Martinez sued Chavez in a §1983 action alleging that his constitutional rights had been violated. The district court found that Chavez had violated at least two of Martinez's clearly established rights: the 5th Amendment right not to be compelled to be a witness against himself and his 14th Amendment right not to be subjected to coercive questioning. Because of this violation, the district court held that Chavez was not entitled to qualified immunity. The 9th Circuit affirmed this ruling. The Supreme Court then granted certiorari.

== Opinion ==
Justice Thomas announced the judgment of the Court and delivered an opinion.

=== Fifth Amendment ===

==== Thomas opinion ====
The Fifth Amendment requires that “[n]o person ... shall be compelled in any criminal case to be a witness against himself.” We fail to see how, based on the text of the Fifth Amendment, Martinez can allege a violation of this right, since Martinez was never prosecuted for a crime, let alone compelled to be a witness against himself in a criminal case.

Although Martinez contends that the meaning of “criminal case” should encompass the entire criminal investigatory process, including police interrogations, we disagree. In our view, a “criminal case” at the very least requires the initiation of legal proceedings. We need not decide today the precise moment when a “criminal case” commences; it is enough to say that police questioning does not constitute a “case” any more than a private investigator’s precomplaint activities constitute a “civil case.” Statements compelled by police interrogations of course may not be used against a defendant at trial, but it is not until their use in a criminal case that a violation of the Self-Incrimination Clause occurs.
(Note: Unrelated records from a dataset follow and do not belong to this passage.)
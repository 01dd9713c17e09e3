//! Write terminals: INSERT, UPDATE and DELETE.

use super::{QueryBuilder, placeholders};
use crate::context::Context;
use crate::error::{OrmError, OrmResult};
use crate::named::compile_record;
use crate::record::{Map, Record};
use crate::value::Value;

/// Records of a batch, each collected into a map once, with their shared sorted column set.
struct Batch {
    columns: Vec<String>,
    rows: Vec<Map>,
}

impl Batch {
    /// Every record must carry exactly the first record's keys.
    fn collect<R: Record>(records: &[R]) -> OrmResult<Self> {
        let rows: Vec<Map> = records
            .iter()
            .map(|r| r.columns_and_values().into_iter().collect())
            .collect();
        let columns: Vec<String> = rows.first().map(|r| r.keys().cloned().collect()).unwrap_or_default();
        for (idx, row) in rows.iter().enumerate().skip(1) {
            if !row.keys().eq(columns.iter()) {
                return Err(OrmError::validation(format!(
                    "batch record #{idx} has columns [{}], expected [{}]",
                    row.keys().cloned().collect::<Vec<_>>().join(", "),
                    columns.join(", ")
                )));
            }
        }
        Ok(Self { columns, rows })
    }

    fn is_empty(&self) -> bool {
        self.rows.is_empty()
    }

    fn value(row: &Map, column: &str) -> Value {
        row.get(column).cloned().unwrap_or(Value::Null)
    }

    /// Row-major values for a multi-row VALUES list.
    fn values(&self) -> Vec<Value> {
        let mut args = Vec::with_capacity(self.rows.len() * self.columns.len());
        for row in &self.rows {
            args.extend(self.columns.iter().map(|c| Self::value(row, c)));
        }
        args
    }
}

impl<'a> QueryBuilder<'a> {
    fn insert_sql(&self, columns: &[String], rows: usize) -> String {
        let tuple = format!("({})", placeholders(columns.len()));
        format!(
            "INSERT INTO {} ({}) VALUES {}",
            self.table,
            columns.join(", "),
            vec![tuple; rows].join(", ")
        )
    }

    // ==================== INSERT ====================

    /// Insert one record and return its generated id.
    pub async fn create<R: Record + ?Sized>(&self, record: &R) -> OrmResult<i64> {
        self.create_ctx(&Context::background(), record).await
    }

    pub async fn create_ctx<R: Record + ?Sized>(&self, ctx: &Context, record: &R) -> OrmResult<i64> {
        self.check()?;
        self.require_table("create")?;
        let (columns, args): (Vec<String>, Vec<Value>) = record.columns_and_values().into_iter().unzip();
        if columns.is_empty() {
            return Err(OrmError::validation("create: record has no columns"));
        }
        let mut sql = self.insert_sql(&columns, 1);

        if self.conn.dialect().supports_returning() {
            sql.push_str(" RETURNING id");
            let row = self
                .conn
                .get_ctx(ctx, &sql, &args)
                .await?
                .ok_or_else(|| OrmError::Other("insert returned no id".to_string()))?;
            return row.get_idx(0);
        }

        self.conn
            .exec_ctx(ctx, &sql, &args)
            .await?
            .last_insert_id
            .ok_or_else(|| OrmError::Other("backend reported no last insert id".to_string()))
    }

    /// Insert a map-based record and return its generated id.
    pub async fn create_map(&self, data: &Map) -> OrmResult<i64> {
        self.create_ctx(&Context::background(), data).await
    }

    pub async fn create_map_ctx(&self, ctx: &Context, data: &Map) -> OrmResult<i64> {
        self.create_ctx(ctx, data).await
    }

    /// Insert many records in one statement. Returns the affected row count.
    pub async fn batch_insert<R: Record>(&self, records: &[R]) -> OrmResult<u64> {
        self.batch_insert_ctx(&Context::background(), records).await
    }

    pub async fn batch_insert_ctx<R: Record>(&self, ctx: &Context, records: &[R]) -> OrmResult<u64> {
        self.check()?;
        self.require_table("batch insert")?;
        let batch = Batch::collect(records)?;
        if batch.is_empty() {
            return Ok(0);
        }
        let sql = self.insert_sql(&batch.columns, batch.rows.len());
        let args = batch.values();
        Ok(self.conn.exec_ctx(ctx, &sql, &args).await?.rows_affected)
    }

    /// Insert many records and return their generated ids in insertion order.
    ///
    /// Without `RETURNING`, ids are derived from the backend's last-insert id and assume
    /// the batch received a contiguous range. Concurrent writers can break that assumption.
    pub async fn bulk_insert<R: Record>(&self, records: &[R]) -> OrmResult<Vec<i64>> {
        self.bulk_insert_ctx(&Context::background(), records).await
    }

    pub async fn bulk_insert_ctx<R: Record>(&self, ctx: &Context, records: &[R]) -> OrmResult<Vec<i64>> {
        self.check()?;
        self.require_table("bulk insert")?;
        let batch = Batch::collect(records)?;
        if batch.is_empty() {
            return Ok(Vec::new());
        }
        let mut sql = self.insert_sql(&batch.columns, batch.rows.len());
        let args = batch.values();
        let dialect = self.conn.dialect().clone();

        if dialect.supports_returning() {
            sql.push_str(" RETURNING id");
            let rows = self.conn.select_ctx(ctx, &sql, &args).await?;
            return rows.iter().map(|row| row.get_idx(0)).collect();
        }

        let result = self.conn.exec_ctx(ctx, &sql, &args).await?;
        let last_id = result
            .last_insert_id
            .ok_or_else(|| OrmError::Other("backend reported no last insert id".to_string()))?;
        #[cfg(feature = "tracing")]
        tracing::warn!(
            target: "dblayer.sql",
            dialect = dialect.name(),
            table = %self.table,
            rows = result.rows_affected,
            "bulk insert ids synthesized from last insert id; assumes contiguous allocation"
        );
        Ok(dialect.synthesize_ids(last_id, result.rows_affected))
    }

    // ==================== UPDATE ====================

    fn update_sql(&self, sets: &str, args: &mut Vec<Value>) -> String {
        format!("UPDATE {} SET {sets}{}", self.table, self.where_sql(args))
    }

    /// Update matching rows from a record.
    ///
    /// `fields` selects the columns to write; an empty slice writes every mapped column.
    /// Returns the affected row count.
    pub async fn update<R: Record + ?Sized>(&self, record: &R, fields: &[&str]) -> OrmResult<u64> {
        self.update_ctx(&Context::background(), record, fields).await
    }

    pub async fn update_ctx<R: Record + ?Sized>(
        &self,
        ctx: &Context,
        record: &R,
        fields: &[&str],
    ) -> OrmResult<u64> {
        self.check()?;
        self.require_table("update")?;
        let columns: Vec<String> = if fields.is_empty() {
            record.columns()
        } else {
            fields.iter().map(|f| f.to_string()).collect()
        };
        if columns.is_empty() {
            return Err(OrmError::validation("update: no columns to set"));
        }
        let named: Vec<String> = columns.iter().map(|c| format!("{c} = :{c}")).collect();
        let (sets, mut args) = compile_record(&named.join(", "), record)?;
        let sql = self.update_sql(&sets, &mut args);
        Ok(self.conn.exec_ctx(ctx, &sql, &args).await?.rows_affected)
    }

    /// Update matching rows from column/value pairs.
    pub async fn update_map(&self, data: &Map) -> OrmResult<u64> {
        self.update_map_ctx(&Context::background(), data).await
    }

    pub async fn update_map_ctx(&self, ctx: &Context, data: &Map) -> OrmResult<u64> {
        self.check()?;
        self.require_table("update")?;
        if data.is_empty() {
            return Err(OrmError::validation("update: no columns to set"));
        }
        let sets: Vec<String> = data.keys().map(|c| format!("{c} = ?")).collect();
        let mut args: Vec<Value> = data.values().cloned().collect();
        let sql = self.update_sql(&sets.join(", "), &mut args);
        Ok(self.conn.exec_ctx(ctx, &sql, &args).await?.rows_affected)
    }

    /// Update many rows in one statement, matching each record on `key_column`.
    ///
    /// Renders one `CASE key WHEN ? THEN ? ... ELSE column END` per non-key column. The
    /// `ELSE` branch keeps the column's own type for backends that infer parameter types
    /// from context. Rows whose key is not in the batch are left untouched.
    pub async fn bulk_update<R: Record>(&self, records: &[R], key_column: &str) -> OrmResult<u64> {
        self.bulk_update_ctx(&Context::background(), records, key_column)
            .await
    }

    pub async fn bulk_update_ctx<R: Record>(
        &self,
        ctx: &Context,
        records: &[R],
        key_column: &str,
    ) -> OrmResult<u64> {
        self.check()?;
        self.require_table("bulk update")?;
        let batch = Batch::collect(records)?;
        if batch.is_empty() {
            return Ok(0);
        }
        if !batch.columns.iter().any(|c| c == key_column) {
            return Err(OrmError::validation(format!(
                "bulk update: records have no key column {key_column}"
            )));
        }
        let targets: Vec<&String> = batch.columns.iter().filter(|c| *c != key_column).collect();
        if targets.is_empty() {
            return Err(OrmError::validation("bulk update: no columns to set"));
        }

        let keys: Vec<Value> = batch.rows.iter().map(|r| Batch::value(r, key_column)).collect();
        let when = vec!["WHEN ? THEN ?"; batch.rows.len()].join(" ");

        let mut args = Vec::with_capacity(targets.len() * batch.rows.len() * 2 + keys.len());
        let mut cases = Vec::with_capacity(targets.len());
        for column in &targets {
            cases.push(format!("{column} = CASE {key_column} {when} ELSE {column} END"));
            for (row, key) in batch.rows.iter().zip(&keys) {
                args.push(key.clone());
                args.push(Batch::value(row, column));
            }
        }
        args.extend(keys.iter().cloned());

        let mut sql = format!(
            "UPDATE {} SET {} WHERE {key_column} IN ({})",
            self.table,
            cases.join(", "),
            placeholders(keys.len())
        );
        if self.has_where() {
            let clause = self.wheres.render_into(&mut args);
            if !clause.is_empty() {
                sql.push_str(&format!(" AND ({clause})"));
            }
        }
        Ok(self.conn.exec_ctx(ctx, &sql, &args).await?.rows_affected)
    }

    /// `column = column + amount` on matching rows.
    pub async fn increment(&self, column: &str, amount: impl Into<Value>) -> OrmResult<u64> {
        self.increment_ctx(&Context::background(), column, amount).await
    }

    pub async fn increment_ctx(&self, ctx: &Context, column: &str, amount: impl Into<Value>) -> OrmResult<u64> {
        self.step(ctx, column, "+", amount.into()).await
    }

    /// `column = column - amount` on matching rows.
    pub async fn decrement(&self, column: &str, amount: impl Into<Value>) -> OrmResult<u64> {
        self.decrement_ctx(&Context::background(), column, amount).await
    }

    pub async fn decrement_ctx(&self, ctx: &Context, column: &str, amount: impl Into<Value>) -> OrmResult<u64> {
        self.step(ctx, column, "-", amount.into()).await
    }

    async fn step(&self, ctx: &Context, column: &str, op: &str, amount: Value) -> OrmResult<u64> {
        self.check()?;
        self.require_table("update")?;
        let mut args = vec![amount];
        let sql = self.update_sql(&format!("{column} = {column} {op} ?"), &mut args);
        Ok(self.conn.exec_ctx(ctx, &sql, &args).await?.rows_affected)
    }

    // ==================== DELETE ====================

    /// Delete matching rows. Refuses to run without a WHERE clause.
    pub async fn delete(&self) -> OrmResult<u64> {
        self.delete_ctx(&Context::background()).await
    }

    pub async fn delete_ctx(&self, ctx: &Context) -> OrmResult<u64> {
        self.check()?;
        self.require_table("delete")?;
        if !self.has_where() {
            return Err(OrmError::validation(
                "delete without conditions is not allowed",
            ));
        }
        let mut args = Vec::new();
        let sql = format!("DELETE FROM {}{}", self.table, self.where_sql(&mut args));
        Ok(self.conn.exec_ctx(ctx, &sql, &args).await?.rows_affected)
    }
}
Here, Martinez was never made to be a “witness” against himself in violation of the Fifth Amendment’s Self-Incrimination Clause because his statements were never admitted as testimony against him in a criminal case. Nor was he ever placed under oath and exposed to “`the cruel trilemma of self-accusation, perjury or contempt.'” The text of the Self-Incrimination Clause simply cannot support the Ninth Circuit’s view that the mere use of compulsive questioning, without more, violates the Constitution.

Although our cases have permitted the Fifth Amendment’s self-incrimination privilege to be asserted in noncriminal cases, that does not alter our conclusion that a violation of the constitutional right against self-incrimination occurs only if one has been compelled to be a witness against himself in a criminal case.